:: Material for this task ::
-=-=-
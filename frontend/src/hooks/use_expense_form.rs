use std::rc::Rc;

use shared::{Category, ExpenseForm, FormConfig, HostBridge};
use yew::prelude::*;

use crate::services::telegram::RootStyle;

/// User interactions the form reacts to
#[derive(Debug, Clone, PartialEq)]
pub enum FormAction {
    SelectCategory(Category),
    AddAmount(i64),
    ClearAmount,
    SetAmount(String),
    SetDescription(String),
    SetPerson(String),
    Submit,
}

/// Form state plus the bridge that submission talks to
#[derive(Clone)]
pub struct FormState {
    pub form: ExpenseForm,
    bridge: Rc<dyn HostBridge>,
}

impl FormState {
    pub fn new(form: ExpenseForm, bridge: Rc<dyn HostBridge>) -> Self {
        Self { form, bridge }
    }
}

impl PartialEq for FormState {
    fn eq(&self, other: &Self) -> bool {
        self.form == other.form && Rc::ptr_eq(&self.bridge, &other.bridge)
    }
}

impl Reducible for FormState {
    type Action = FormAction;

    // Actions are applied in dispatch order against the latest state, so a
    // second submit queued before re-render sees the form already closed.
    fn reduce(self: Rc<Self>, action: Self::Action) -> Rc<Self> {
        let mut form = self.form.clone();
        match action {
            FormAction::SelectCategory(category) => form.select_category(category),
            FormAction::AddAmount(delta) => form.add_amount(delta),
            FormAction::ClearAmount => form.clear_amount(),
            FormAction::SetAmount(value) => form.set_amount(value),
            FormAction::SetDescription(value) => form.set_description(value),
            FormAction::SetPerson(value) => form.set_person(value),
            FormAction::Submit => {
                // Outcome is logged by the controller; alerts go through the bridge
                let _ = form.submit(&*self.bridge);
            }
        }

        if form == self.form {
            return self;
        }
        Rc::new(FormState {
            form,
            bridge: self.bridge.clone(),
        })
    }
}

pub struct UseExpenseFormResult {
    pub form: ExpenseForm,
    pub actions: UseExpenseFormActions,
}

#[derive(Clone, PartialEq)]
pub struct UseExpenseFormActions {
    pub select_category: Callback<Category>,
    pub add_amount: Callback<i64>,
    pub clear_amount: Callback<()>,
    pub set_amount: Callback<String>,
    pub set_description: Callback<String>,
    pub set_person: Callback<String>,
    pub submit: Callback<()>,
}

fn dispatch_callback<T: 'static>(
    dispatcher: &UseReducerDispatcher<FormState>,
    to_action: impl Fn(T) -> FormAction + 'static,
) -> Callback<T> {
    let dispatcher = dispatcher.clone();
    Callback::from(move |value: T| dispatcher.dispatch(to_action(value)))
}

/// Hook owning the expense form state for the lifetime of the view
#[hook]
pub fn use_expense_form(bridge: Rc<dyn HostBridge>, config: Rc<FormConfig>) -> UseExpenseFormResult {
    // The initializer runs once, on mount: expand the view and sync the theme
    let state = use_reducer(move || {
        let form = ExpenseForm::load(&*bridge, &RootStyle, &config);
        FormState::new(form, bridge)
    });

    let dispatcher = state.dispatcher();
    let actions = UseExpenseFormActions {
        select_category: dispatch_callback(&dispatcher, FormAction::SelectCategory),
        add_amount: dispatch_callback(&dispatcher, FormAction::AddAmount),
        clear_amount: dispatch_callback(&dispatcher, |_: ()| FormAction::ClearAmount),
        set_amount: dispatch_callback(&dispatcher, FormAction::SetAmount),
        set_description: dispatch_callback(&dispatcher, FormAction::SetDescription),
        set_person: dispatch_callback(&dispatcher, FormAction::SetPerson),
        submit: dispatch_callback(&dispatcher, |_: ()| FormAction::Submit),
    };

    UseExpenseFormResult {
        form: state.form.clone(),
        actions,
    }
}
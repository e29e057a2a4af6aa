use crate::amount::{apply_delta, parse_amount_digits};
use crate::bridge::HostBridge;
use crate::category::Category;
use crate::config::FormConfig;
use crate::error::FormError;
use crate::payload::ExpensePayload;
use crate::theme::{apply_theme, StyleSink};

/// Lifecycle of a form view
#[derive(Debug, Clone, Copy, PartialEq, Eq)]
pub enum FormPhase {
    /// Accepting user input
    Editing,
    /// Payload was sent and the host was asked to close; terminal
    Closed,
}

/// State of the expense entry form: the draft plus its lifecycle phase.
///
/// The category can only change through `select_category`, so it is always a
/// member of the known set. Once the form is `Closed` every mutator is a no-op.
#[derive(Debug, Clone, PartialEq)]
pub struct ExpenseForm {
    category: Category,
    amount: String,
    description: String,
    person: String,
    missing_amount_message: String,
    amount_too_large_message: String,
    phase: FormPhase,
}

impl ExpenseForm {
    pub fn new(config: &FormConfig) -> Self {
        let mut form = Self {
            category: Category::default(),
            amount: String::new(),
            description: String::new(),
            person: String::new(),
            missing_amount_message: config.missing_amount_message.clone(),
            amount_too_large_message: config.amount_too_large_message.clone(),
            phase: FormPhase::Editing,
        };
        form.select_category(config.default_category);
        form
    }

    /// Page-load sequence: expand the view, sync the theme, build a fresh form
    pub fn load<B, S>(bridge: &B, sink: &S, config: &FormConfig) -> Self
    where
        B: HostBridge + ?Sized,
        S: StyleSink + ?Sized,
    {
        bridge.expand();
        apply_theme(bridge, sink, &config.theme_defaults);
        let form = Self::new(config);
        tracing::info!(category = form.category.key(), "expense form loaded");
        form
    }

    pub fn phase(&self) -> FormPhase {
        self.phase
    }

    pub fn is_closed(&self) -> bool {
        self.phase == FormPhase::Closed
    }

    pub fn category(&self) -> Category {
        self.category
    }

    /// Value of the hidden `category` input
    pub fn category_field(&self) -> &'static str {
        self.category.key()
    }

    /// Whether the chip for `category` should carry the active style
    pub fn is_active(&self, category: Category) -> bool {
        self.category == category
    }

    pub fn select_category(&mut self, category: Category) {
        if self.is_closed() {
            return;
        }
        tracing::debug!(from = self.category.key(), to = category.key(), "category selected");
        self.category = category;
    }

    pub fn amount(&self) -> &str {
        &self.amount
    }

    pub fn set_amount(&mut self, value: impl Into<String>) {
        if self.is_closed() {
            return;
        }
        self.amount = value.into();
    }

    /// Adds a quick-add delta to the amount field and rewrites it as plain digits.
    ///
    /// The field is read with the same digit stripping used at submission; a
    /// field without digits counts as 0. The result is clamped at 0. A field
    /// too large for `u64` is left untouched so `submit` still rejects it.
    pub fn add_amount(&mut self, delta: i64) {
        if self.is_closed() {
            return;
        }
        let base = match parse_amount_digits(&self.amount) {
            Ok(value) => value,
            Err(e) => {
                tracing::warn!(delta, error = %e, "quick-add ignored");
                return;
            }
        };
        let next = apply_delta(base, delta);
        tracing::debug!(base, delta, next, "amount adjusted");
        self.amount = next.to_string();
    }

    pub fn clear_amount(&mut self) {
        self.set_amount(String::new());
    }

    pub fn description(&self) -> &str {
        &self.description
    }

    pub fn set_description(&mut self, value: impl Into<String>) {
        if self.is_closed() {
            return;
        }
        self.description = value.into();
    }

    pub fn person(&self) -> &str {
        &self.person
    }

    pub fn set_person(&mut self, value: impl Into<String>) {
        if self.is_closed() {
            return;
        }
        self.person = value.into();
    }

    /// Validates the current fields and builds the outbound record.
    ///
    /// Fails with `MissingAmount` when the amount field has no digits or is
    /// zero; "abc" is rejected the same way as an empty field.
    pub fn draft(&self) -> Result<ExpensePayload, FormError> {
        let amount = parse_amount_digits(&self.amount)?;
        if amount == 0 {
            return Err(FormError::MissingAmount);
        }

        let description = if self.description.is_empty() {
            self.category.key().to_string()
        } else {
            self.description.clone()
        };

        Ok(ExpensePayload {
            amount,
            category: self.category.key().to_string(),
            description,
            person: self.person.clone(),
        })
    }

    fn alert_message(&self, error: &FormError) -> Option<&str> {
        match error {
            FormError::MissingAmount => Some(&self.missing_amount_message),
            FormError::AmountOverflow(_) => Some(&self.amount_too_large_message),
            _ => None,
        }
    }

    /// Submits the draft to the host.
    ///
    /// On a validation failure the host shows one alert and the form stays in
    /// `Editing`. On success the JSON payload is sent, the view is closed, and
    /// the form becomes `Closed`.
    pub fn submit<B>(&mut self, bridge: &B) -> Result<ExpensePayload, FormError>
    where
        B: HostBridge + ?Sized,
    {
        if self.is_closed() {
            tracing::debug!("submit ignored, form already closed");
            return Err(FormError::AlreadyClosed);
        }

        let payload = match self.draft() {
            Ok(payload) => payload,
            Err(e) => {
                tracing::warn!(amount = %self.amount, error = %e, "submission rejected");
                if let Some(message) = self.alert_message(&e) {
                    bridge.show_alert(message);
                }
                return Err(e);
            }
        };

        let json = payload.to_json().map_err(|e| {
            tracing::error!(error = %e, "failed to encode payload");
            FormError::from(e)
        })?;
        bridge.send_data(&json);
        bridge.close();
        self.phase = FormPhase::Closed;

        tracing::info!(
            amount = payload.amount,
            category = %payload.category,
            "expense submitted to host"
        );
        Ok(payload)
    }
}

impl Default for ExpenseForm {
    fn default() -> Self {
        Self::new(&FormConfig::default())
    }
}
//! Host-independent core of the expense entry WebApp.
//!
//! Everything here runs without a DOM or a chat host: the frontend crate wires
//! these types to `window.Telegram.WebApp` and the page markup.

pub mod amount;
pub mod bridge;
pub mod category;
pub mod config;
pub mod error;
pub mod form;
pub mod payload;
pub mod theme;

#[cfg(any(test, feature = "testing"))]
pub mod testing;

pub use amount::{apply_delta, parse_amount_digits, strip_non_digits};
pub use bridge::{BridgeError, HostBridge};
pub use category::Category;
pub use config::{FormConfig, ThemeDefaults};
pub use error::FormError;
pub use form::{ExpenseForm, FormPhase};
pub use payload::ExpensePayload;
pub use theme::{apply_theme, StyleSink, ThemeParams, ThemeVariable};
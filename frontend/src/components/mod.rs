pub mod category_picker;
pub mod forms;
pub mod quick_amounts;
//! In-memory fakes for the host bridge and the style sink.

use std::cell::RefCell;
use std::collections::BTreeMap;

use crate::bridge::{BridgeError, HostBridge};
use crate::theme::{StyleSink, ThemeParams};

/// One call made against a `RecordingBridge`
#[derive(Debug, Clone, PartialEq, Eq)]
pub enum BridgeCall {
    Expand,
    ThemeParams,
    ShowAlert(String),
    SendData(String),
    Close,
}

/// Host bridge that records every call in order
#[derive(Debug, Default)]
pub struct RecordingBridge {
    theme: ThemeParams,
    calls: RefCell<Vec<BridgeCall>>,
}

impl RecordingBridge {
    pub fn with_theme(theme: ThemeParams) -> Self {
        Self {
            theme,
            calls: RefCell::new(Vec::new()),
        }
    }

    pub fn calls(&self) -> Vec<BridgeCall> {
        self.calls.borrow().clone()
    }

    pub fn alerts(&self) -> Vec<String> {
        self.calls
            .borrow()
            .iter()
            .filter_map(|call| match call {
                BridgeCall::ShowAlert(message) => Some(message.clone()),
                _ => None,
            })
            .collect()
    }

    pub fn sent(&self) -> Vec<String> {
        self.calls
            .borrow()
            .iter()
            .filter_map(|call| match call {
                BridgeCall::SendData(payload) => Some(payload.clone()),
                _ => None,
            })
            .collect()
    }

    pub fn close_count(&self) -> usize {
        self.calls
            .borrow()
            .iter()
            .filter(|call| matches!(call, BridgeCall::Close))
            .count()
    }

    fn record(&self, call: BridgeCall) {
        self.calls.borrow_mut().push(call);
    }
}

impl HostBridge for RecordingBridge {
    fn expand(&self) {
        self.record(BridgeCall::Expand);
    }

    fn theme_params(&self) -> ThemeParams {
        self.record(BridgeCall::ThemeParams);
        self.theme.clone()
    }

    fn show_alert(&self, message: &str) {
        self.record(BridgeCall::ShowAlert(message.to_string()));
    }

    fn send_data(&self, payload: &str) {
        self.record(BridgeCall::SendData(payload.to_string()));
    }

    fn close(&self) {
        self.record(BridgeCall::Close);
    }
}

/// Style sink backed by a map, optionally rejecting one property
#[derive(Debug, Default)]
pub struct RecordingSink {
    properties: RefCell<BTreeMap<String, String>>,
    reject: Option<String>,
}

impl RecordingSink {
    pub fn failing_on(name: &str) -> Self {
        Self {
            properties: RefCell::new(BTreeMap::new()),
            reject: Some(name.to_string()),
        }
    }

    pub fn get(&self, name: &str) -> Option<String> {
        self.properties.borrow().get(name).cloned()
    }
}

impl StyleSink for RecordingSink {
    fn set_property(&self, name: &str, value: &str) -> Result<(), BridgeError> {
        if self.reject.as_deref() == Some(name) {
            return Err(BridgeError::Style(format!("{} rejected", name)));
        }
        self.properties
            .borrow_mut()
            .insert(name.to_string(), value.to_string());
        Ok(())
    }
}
-=-=-
Please tally the lines of the material that contain the word "derive", then give the total alone.

8